Die Deutschen verreisen immer häufiger im eigenen Land, viele Städte erleben einen Touristenansturm. Daran wollen die Kämmerer verdienen. Doch das letzte Wort über die Bettensteuer ist noch nicht gesprochen.

In zahlreichen Kommunen gibt es die sogenannte Bettensteuer. Quelle: dpa

Möglich, dass Berlin und andere Städte in diesem Jahr mehr Geschäftsreisende begrüßen als sonst. Das wäre aber nicht nur der guten Wirtschaftslage zu verdanken - nein: Zu bestaunen wäre eine neue Form der Steuerhinterziehung. Denn Touristen müssen inzwischen vielerorts eine Steuer auf Hotelübernachtungen bezahlen, Geschäftsreisende nicht. Und ob ein Gast seine Urlaubsfahrt an der Rezeption trotz Hawaiihemd und Flipflops als Dienstreise ausgegeben hat, ist für die Finanzämter später nur mühsam nachzuprüfen. Ob die Bezeichnung nun Übernachtungssteuer, Kultur- oder Naturförderabgabe ist: Immer mehr Städte wollen am boomenden Städtetourismus mitverdienen und so ihre Kassen etwas füllen.

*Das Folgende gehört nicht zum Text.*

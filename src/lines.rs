use crate::codec::TextDecoder;
use crate::IngestResult;
use memchr::memchr_iter;

/// Turns successive raw reads into complete lines.
///
/// The undecoded/unterminated tail of each read is carried over to the next
/// call, so a line is never split across two yielded lines and never yielded
/// twice. The terminator itself (and a `\r` before it) is not part of the line.
pub struct LineReassembler {
    decoder: TextDecoder,
    buffer: String,
    terminator: u8,
}

impl LineReassembler {
    /// `terminator` must be ASCII so every match falls on a char boundary.
    pub fn new(encoding: &'static encoding_rs::Encoding, terminator: u8) -> Self {
        debug_assert!(terminator.is_ascii());
        Self {
            decoder: TextDecoder::new(encoding),
            buffer: String::new(),
            terminator,
        }
    }

    /// Feed the next read; returns the lines it completed, in order.
    pub fn push(&mut self, bytes: &[u8]) -> IngestResult<Vec<String>> {
        self.decoder.decode_into(bytes, &mut self.buffer, false)?;
        Ok(self.drain_complete())
    }

    /// End of stream: flush the decoder and emit whatever tail remains as one last line.
    pub fn finish(&mut self) -> IngestResult<Vec<String>> {
        self.decoder.decode_into(&[], &mut self.buffer, true)?;
        let mut lines = self.drain_complete();
        if !self.buffer.is_empty() {
            let tail = std::mem::take(&mut self.buffer);
            lines.push(strip_cr(tail));
        }
        Ok(lines)
    }

    /// Bytes of decoded text waiting for a terminator.
    pub fn pending_len(&self) -> usize {
        self.buffer.len()
    }

    fn drain_complete(&mut self) -> Vec<String> {
        let mut lines = Vec::new();
        let mut start = 0;
        for end in memchr_iter(self.terminator, self.buffer.as_bytes()) {
            lines.push(strip_cr(self.buffer[start..end].to_string()));
            start = end + 1;
        }
        if start > 0 {
            self.buffer.drain(..start);
        }
        lines
    }
}

fn strip_cr(mut line: String) -> String {
    if line.ends_with('\r') {
        line.pop();
    }
    line
}

#[cfg(test)]
mod tests {
    use super::*;

    fn reassembler() -> LineReassembler {
        LineReassembler::new(encoding_rs::UTF_8, b'\n')
    }

    #[test]
    fn carries_partial_line_to_next_read() {
        let mut r = reassembler();
        assert_eq!(r.push(b"Cycle,Volt").unwrap(), Vec::<String>::new());
        assert_eq!(r.push(b"age\n1,3.7\n2,").unwrap(), vec!["Cycle,Voltage", "1,3.7"]);
        assert_eq!(r.pending_len(), 2);
        assert_eq!(r.push(b"3.6").unwrap(), Vec::<String>::new());
        assert_eq!(r.finish().unwrap(), vec!["2,3.6"]);
        assert_eq!(r.pending_len(), 0);
    }

    #[test]
    fn strips_crlf_and_keeps_empty_lines() {
        let mut r = reassembler();
        assert_eq!(r.push(b"a\r\n\r\nb\r\n").unwrap(), vec!["a", "", "b"]);
        assert!(r.finish().unwrap().is_empty());
    }

    #[test]
    fn byte_at_a_time_matches_single_read() {
        let text = "Step,Time(s)\n1,0.5\n1,1.0\n2,1.5";
        let mut whole = reassembler();
        let mut expected = whole.push(text.as_bytes()).unwrap();
        expected.extend(whole.finish().unwrap());

        let mut r = reassembler();
        let mut got = Vec::new();
        for b in text.as_bytes() {
            got.extend(r.push(std::slice::from_ref(b)).unwrap());
        }
        got.extend(r.finish().unwrap());
        assert_eq!(got, expected);
        assert_eq!(got.len(), 4);
    }

    #[test]
    fn custom_terminator() {
        let mut r = LineReassembler::new(encoding_rs::UTF_8, b';');
        assert_eq!(r.push(b"a;b;c").unwrap(), vec!["a", "b"]);
        assert_eq!(r.finish().unwrap(), vec!["c"]);
    }
}
//! Streaming ingestion of battery cycler CSV exports.
//!
//! - Streaming path: sources above the configured cutover are read one buffer at a
//!   time, reassembled into lines, tokenized and emitted as fixed-capacity chunks.
//! - Whole-file path: smaller sources are handed to a [`WholeFileParser`] in one go.
//!
//! Both paths produce the same rows for the same content. Local files may be
//! gzip or zstd compressed.
//!
//! Data shape:
//! - [`ParsedRow`]: ordered `column -> raw string` mapping (no numeric typing)
//! - [`DataChunk`]: up to `chunk_capacity` rows with a contiguous `[start, end)` range
//! - [`StreamingResult`]: final metadata, progress and warnings of one operation
#![cfg_attr(docsrs, feature(doc_cfg))]
//
mod batch;
mod chunk;
mod codec;
mod config;
mod io;
mod lines;
mod progress;
mod rows;
mod stream;
mod tokenize;
mod virtual_data;
mod warning;
mod whole_file;

pub use crate::batch::BatchProcessor;
pub use crate::chunk::{ChunkAssembler, DataChunk};
pub use crate::codec::{TextDecoder, Transcoder};
pub use crate::config::{IngestConfig, DEFAULT_HEADER_KEYWORDS};
pub use crate::io::{ByteCounter, IngestSource, SourceMeta};
pub use crate::lines::LineReassembler;
pub use crate::progress::{ProcessingProgress, ProgressEstimator};
pub use crate::rows::{HeaderDetector, LineOutcome, ParsedRow, RowAssembler};
pub use crate::stream::{
    CollectingObserver, IngestMetadata, IngestObserver, IngestPath, StreamingParser,
    StreamingResult,
};
pub use crate::tokenize::Tokenizer;
pub use crate::virtual_data::VirtualDataProvider;
pub use crate::warning::IngestWarning;
pub use crate::whole_file::{CsvWholeFileParser, ParsedFile, WholeFileParser};

use thiserror::Error;

/// Error type returned by this crate.
///
/// Only unrecoverable conditions live here. Malformed rows and a missing
/// header are reported as [`IngestWarning`]s on the result instead.
#[derive(Debug, Error)]
pub enum IngestError {
    #[error("failed reading source: {0}")]
    SourceRead(#[source] std::io::Error),
    #[error("malformed {encoding} input near byte {offset}")]
    Decode {
        encoding: &'static str,
        offset: u64,
    },
    #[error("ingestion cancelled")]
    Cancelled,
    #[error("invalid configuration: {0}")]
    InvalidConfig(String),
    #[error(transparent)]
    Io(#[from] std::io::Error),
}

pub type IngestResult<T> = std::result::Result<T, IngestError>;
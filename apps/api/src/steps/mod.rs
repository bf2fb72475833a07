// Wizard step configuration: which steps each document type has, in what order,
// and which steps must be finished before another one opens.

pub mod config;
pub mod handlers;
pub mod navigation;
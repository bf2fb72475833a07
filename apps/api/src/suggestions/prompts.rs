// Prompt constants for the suggestion proxy.
// Reuses cross-cutting fragments from llm_client::prompts.

/// System prompt for suggestions. Enforces JSON-only output.
pub const SUGGESTION_SYSTEM: &str = "You are an experienced career coach and professional resume writer. \
    You write concise, specific, achievement-oriented text for resumes, academic CVs and biodata. \
    You MUST respond with valid JSON only. \
    Do NOT include any text outside the JSON object. \
    Do NOT use markdown code fences. \
    Do NOT include explanations or apologies.";

/// Suggestion prompt. Replace `{task}`, `{document_type}`, `{context}`, `{text}`,
/// `{length_rule}` and `{no_fabrication}` before sending.
pub const SUGGESTION_PROMPT_TEMPLATE: &str = r#"{task}

Document type: {document_type}

What we know about the person (may be empty):
{context}

The user's current text (may be empty):
{text}

Return a JSON object with this EXACT schema (no extra fields):
{"suggestions": ["first option", "second option", "third option"]}

Rules:
- Return between 3 and 5 distinct suggestions.
- {length_rule}
- Write in the first person without pronouns, the way resumes are written.
- {no_fabrication}
"#;
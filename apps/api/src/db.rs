use anyhow::{Context, Result};
use sqlx::postgres::PgPoolOptions;
use sqlx::PgPool;
use tracing::info;

/// Creates the PostgreSQL connection pool and applies pending migrations.
pub async fn create_pool(database_url: &str) -> Result<PgPool> {
    info!("Connecting to PostgreSQL...");

    let pool = PgPoolOptions::new()
        .max_connections(10)
        .connect(database_url)
        .await?;

    sqlx::migrate!("./migrations")
        .run(&pool)
        .await
        .context("failed to apply database migrations")?;

    info!("PostgreSQL connection pool established, migrations applied");
    Ok(pool)
}
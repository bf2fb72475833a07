//! Queries over the step tables: lookup, dependency checks, next/previous and progress.
//!
//! Step ids are plain strings coming from the client, so every query tolerates ids
//! that are not in the table (they are never accessible and never count as progress).

use std::collections::HashSet;

use crate::models::document::DocumentType;
use crate::steps::config::{step_rules, steps_for, StepConfig, StepRule};

pub fn get_step(document_type: DocumentType, step_id: &str) -> Option<&'static StepConfig> {
    steps_for(document_type).iter().find(|s| s.id == step_id)
}

pub fn get_step_by_component(
    document_type: DocumentType,
    component: &str,
) -> Option<&'static StepConfig> {
    steps_for(document_type)
        .iter()
        .find(|s| s.component == component)
}

pub fn get_rule(document_type: DocumentType, step_id: &str) -> Option<&'static StepRule> {
    step_rules(document_type).iter().find(|r| r.step_id == step_id)
}

pub fn required_steps(document_type: DocumentType) -> Vec<&'static str> {
    step_rules(document_type)
        .iter()
        .filter(|r| r.required)
        .map(|r| r.step_id)
        .collect()
}

pub fn optional_steps(document_type: DocumentType) -> Vec<&'static str> {
    step_rules(document_type)
        .iter()
        .filter(|r| !r.required)
        .map(|r| r.step_id)
        .collect()
}

/// A step is accessible iff every prerequisite is in `completed`.
pub fn is_step_accessible(
    document_type: DocumentType,
    step_id: &str,
    completed: &HashSet<String>,
) -> bool {
    match get_rule(document_type, step_id) {
        Some(rule) => rule.depends_on.iter().all(|d| completed.contains(*d)),
        None => false,
    }
}

/// Ids of every step currently open to the user, in wizard order.
pub fn accessible_steps(document_type: DocumentType, completed: &HashSet<String>) -> Vec<&'static str> {
    steps_for(document_type)
        .iter()
        .filter(|s| is_step_accessible(document_type, s.id, completed))
        .map(|s| s.id)
        .collect()
}

/// First accessible step after `current`. `None` when `current` is unknown or last.
pub fn next_accessible_step(
    document_type: DocumentType,
    current: &str,
    completed: &HashSet<String>,
) -> Option<&'static StepConfig> {
    let steps = steps_for(document_type);
    let idx = steps.iter().position(|s| s.id == current)?;
    steps[idx + 1..]
        .iter()
        .find(|s| is_step_accessible(document_type, s.id, completed))
}

/// Nearest accessible step before `current`.
pub fn previous_accessible_step(
    document_type: DocumentType,
    current: &str,
    completed: &HashSet<String>,
) -> Option<&'static StepConfig> {
    let steps = steps_for(document_type);
    let idx = steps.iter().position(|s| s.id == current)?;
    steps[..idx]
        .iter()
        .rev()
        .find(|s| is_step_accessible(document_type, s.id, completed))
}

/// Completed steps over total steps, as a rounded percentage.
pub fn completion_percentage(document_type: DocumentType, completed: &HashSet<String>) -> u8 {
    let steps = steps_for(document_type);
    if steps.is_empty() {
        return 0;
    }
    let done = steps.iter().filter(|s| completed.contains(s.id)).count();
    ((done as f64 / steps.len() as f64) * 100.0).round() as u8
}

/// True once every required step is completed.
pub fn is_complete(document_type: DocumentType, completed: &HashSet<String>) -> bool {
    required_steps(document_type)
        .iter()
        .all(|id| completed.contains(*id))
}
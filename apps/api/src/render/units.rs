//! Physical → screen unit conversion for preview rendering.
//!
//! Templates are authored in print units (`in`, `pt`). Browsers scale those poorly
//! inside a preview pane, so preview output rewrites them to CSS pixels at 96 dpi.

use std::sync::OnceLock;

use regex_lite::{Captures, Regex};

pub const PX_PER_INCH: f64 = 96.0;
pub const PX_PER_POINT: f64 = PX_PER_INCH / 72.0;

fn length_pattern() -> &'static Regex {
    static PATTERN: OnceLock<Regex> = OnceLock::new();
    PATTERN.get_or_init(|| {
        Regex::new(r"(^|[^A-Za-z0-9_.])(-?\d*\.?\d+)(in|pt)\b")
            .unwrap_or_else(|e| panic!("invalid length pattern: {e}"))
    })
}

fn style_attr_pattern() -> &'static Regex {
    static PATTERN: OnceLock<Regex> = OnceLock::new();
    PATTERN.get_or_init(|| {
        Regex::new(r#"(?i)style\s*=\s*"([^"]*)""#)
            .unwrap_or_else(|e| panic!("invalid style attribute pattern: {e}"))
    })
}

pub fn inches_to_px(inches: f64) -> f64 {
    inches * PX_PER_INCH
}

pub fn points_to_px(points: f64) -> f64 {
    points * PX_PER_POINT
}

/// Formats a pixel length with at most two decimals and no trailing zeros.
pub fn format_px(px: f64) -> String {
    let rounded = (px * 100.0).round() / 100.0;
    if rounded.fract() == 0.0 {
        format!("{}px", rounded as i64)
    } else {
        format!("{rounded}px")
    }
}

/// Rewrites every `<n>in` and `<n>pt` length in a stylesheet to pixels.
pub fn convert_css_units(css: &str) -> String {
    length_pattern()
        .replace_all(css, |caps: &Captures| {
            let prefix = caps.get(1).map_or("", |m| m.as_str());
            let number = caps.get(2).map_or("", |m| m.as_str());
            let unit = caps.get(3).map_or("", |m| m.as_str());
            match number.parse::<f64>() {
                Ok(n) => {
                    let px = if unit == "in" { inches_to_px(n) } else { points_to_px(n) };
                    format!("{prefix}{}", format_px(px))
                }
                Err(_) => caps.get(0).map_or(String::new(), |m| m.as_str().to_string()),
            }
        })
        .into_owned()
}

/// Applies [`convert_css_units`] to inline `style="…"` attributes only; text content is left alone.
pub fn convert_inline_styles(html: &str) -> String {
    style_attr_pattern()
        .replace_all(html, |caps: &Captures| {
            let style = caps.get(1).map_or("", |m| m.as_str());
            format!("style=\"{}\"", convert_css_units(style))
        })
        .into_owned()
}
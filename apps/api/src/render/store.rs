use anyhow::Result;
use sqlx::PgPool;
use tracing::info;
use uuid::Uuid;

use crate::models::template::TemplateRow;

pub struct NewTemplate<'a> {
    pub name: &'a str,
    pub description: Option<&'a str>,
    pub html: &'a str,
    pub css: &'a str,
    pub document_type: Option<&'a str>,
}

pub async fn list_templates(pool: &PgPool) -> Result<Vec<TemplateRow>> {
    Ok(
        sqlx::query_as::<_, TemplateRow>("SELECT * FROM templates ORDER BY created_at ASC")
            .fetch_all(pool)
            .await?,
    )
}

pub async fn get_template(pool: &PgPool, id: Uuid) -> Result<Option<TemplateRow>> {
    Ok(
        sqlx::query_as::<_, TemplateRow>("SELECT * FROM templates WHERE id = $1")
            .bind(id)
            .fetch_optional(pool)
            .await?,
    )
}

/// Inserts a template. `None` when the name is already taken (case-insensitive).
pub async fn insert_template(
    pool: &PgPool,
    template: NewTemplate<'_>,
) -> Result<Option<TemplateRow>> {
    let row = sqlx::query_as::<_, TemplateRow>(
        r#"
        INSERT INTO templates (id, name, description, html, css, document_type)
        VALUES ($1, $2, $3, $4, $5, $6)
        ON CONFLICT DO NOTHING
        RETURNING *
        "#,
    )
    .bind(Uuid::new_v4())
    .bind(template.name)
    .bind(template.description)
    .bind(template.html)
    .bind(template.css)
    .bind(template.document_type)
    .fetch_optional(pool)
    .await?;

    if let Some(row) = &row {
        info!("Created template {} ({})", row.name, row.id);
    }
    Ok(row)
}

/// Returns false when no template had that id.
pub async fn delete_template(pool: &PgPool, id: Uuid) -> Result<bool> {
    let result = sqlx::query("DELETE FROM templates WHERE id = $1")
        .bind(id)
        .execute(pool)
        .await?;
    Ok(result.rows_affected() > 0)
}
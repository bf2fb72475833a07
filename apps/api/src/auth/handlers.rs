use axum::{extract::State, http::StatusCode, Json};
use serde::{Deserialize, Serialize};
use tracing::{info, warn};

use crate::auth::password::{hash_password, verify_password};
use crate::auth::session::{issue_token, AdminUser, SessionUser};
use crate::auth::store;
use crate::documents::validation::{email, max_len, min_len, required, FieldResult};
use crate::errors::AppError;
use crate::models::user::PublicUser;
use crate::state::AppState;

#[derive(Debug, Deserialize)]
pub struct RegisterRequest {
    pub name: String,
    pub email: String,
    pub password: String,
}

#[derive(Debug, Deserialize)]
pub struct LoginRequest {
    pub email: String,
    pub password: String,
}

#[derive(Debug, Serialize)]
pub struct LoginResponse {
    pub token: String,
    pub user: PublicUser,
}

#[derive(Debug, Serialize)]
#[serde(rename_all = "camelCase")]
pub struct SessionResponse {
    pub user: PublicUser,
    pub is_admin: bool,
}

fn normalize_email(email: &str) -> String {
    email.trim().to_lowercase()
}

fn validate_registration(req: &RegisterRequest) -> FieldResult {
    required("name", &req.name, "Name")?;
    min_len("name", &req.name, 2, "Name")?;
    max_len("name", req.name.trim(), 50, "Name")?;
    email("email", &req.email)?;
    required("password", &req.password, "Password")?;
    min_len("password", &req.password, 8, "Password")?;
    max_len("password", &req.password, 100, "Password")?;
    Ok(())
}

/// POST /api/v1/auth/register
pub async fn handle_register(
    State(state): State<AppState>,
    Json(req): Json<RegisterRequest>,
) -> Result<(StatusCode, Json<PublicUser>), AppError> {
    validate_registration(&req)?;

    let email = normalize_email(&req.email);
    let password_hash = hash_password(&req.password)?;

    let user = store::insert_user(&state.db, req.name.trim(), &email, &password_hash)
        .await
        .map_err(AppError::Internal)?
        .ok_or_else(|| AppError::Conflict("An account with this email already exists".to_string()))?;

    info!("Registered user {}", user.id);
    Ok((StatusCode::CREATED, Json(user.into())))
}

/// POST /api/v1/auth/login
pub async fn handle_login(
    State(state): State<AppState>,
    Json(req): Json<LoginRequest>,
) -> Result<Json<LoginResponse>, AppError> {
    let email = normalize_email(&req.email);
    let user = store::find_user_by_email(&state.db, &email)
        .await
        .map_err(AppError::Internal)?;

    let user = match user {
        Some(u) if verify_password(&req.password, &u.password_hash) => u,
        _ => {
            warn!("Failed login attempt");
            return Err(AppError::Unauthorized);
        }
    };

    let session = SessionUser {
        id: user.id,
        email: user.email.clone(),
        name: user.name.clone(),
    };
    let token = issue_token(
        &session,
        &state.config.session_secret,
        state.config.session_ttl_hours,
    )?;

    info!("User {} signed in", user.id);
    Ok(Json(LoginResponse {
        token,
        user: user.into(),
    }))
}

/// GET /api/v1/auth/session
pub async fn handle_session(
    State(state): State<AppState>,
    session: SessionUser,
) -> Result<Json<SessionResponse>, AppError> {
    // The account may have been removed after the token was issued.
    let user = store::find_user_by_id(&state.db, session.id)
        .await
        .map_err(AppError::Internal)?
        .ok_or(AppError::Unauthorized)?;

    Ok(Json(SessionResponse {
        is_admin: state.config.is_admin(&user.email),
        user: user.into(),
    }))
}

/// GET /api/v1/admin/users
pub async fn handle_list_users(
    State(state): State<AppState>,
    _admin: AdminUser,
) -> Result<Json<Vec<PublicUser>>, AppError> {
    let users = store::list_users(&state.db)
        .await
        .map_err(AppError::Internal)?;
    Ok(Json(users.into_iter().map(PublicUser::from).collect()))
}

Berlins Finanzsenator Ulrich Nußbaum (parteilos) zum Beispiel lässt seit Januar fünf Prozent auf die Hotelrechnung aufschlagen. Touristen sollen mit der City Tax einen kleinen Beitrag leisten, dass die Hauptstadt attraktiv bleiben, sagt Nußbaum. Er rechnet mit jährlich 25 Millionen Euro für die hoch verschuldete Stadt. Rainer Bangert will sich das nicht bieten lassen. Der Chef des Hotels The Westin Grand an der vornehmen Friedrichstraße klagt gegen die Steuer. „Berlin sollte den Tourismusstandort fördern und nicht durch zusätzliche Abgaben wie die Bettensteuer bremsen“, warnt Bangert. Der Schuss könne nach hinten losgehen.

Was sich alles von der Steuer absetzen lässt - und was nicht


Die Steuer abzuwickeln koste ihn eine zusätzliche Kraft in der Verwaltung, kritisiert der Hotelchef. Außerdem hätten es die Kollegen an der Rezeption schwer, dem einen Gast zu erklären, dass er fünf Prozent mehr bezahlen müsse als der andere neben ihm. Hinzu kommen Datenschutzbedenken. Dem Hauptstadt-Tourismus hat die neue Steuer jedoch - zumindest mit Blick auf die Zahlen - nicht geschadet. Von Januar bis Juni kamen laut Statistikamt 3,5 Millionen Gäste, ein Plus von 4,2 Prozent. Denn die Deutschen verreisen so viel wie nie. Die Forschungsgemeinschaft Urlaub und Reisen zählte im vergangenen Jahr allein 76 Millionen Kurzreisen von zwei bis vier Tagen - von diesen führen viele in die Städte. Zugleich wächst der Strom ausländischer Besucher.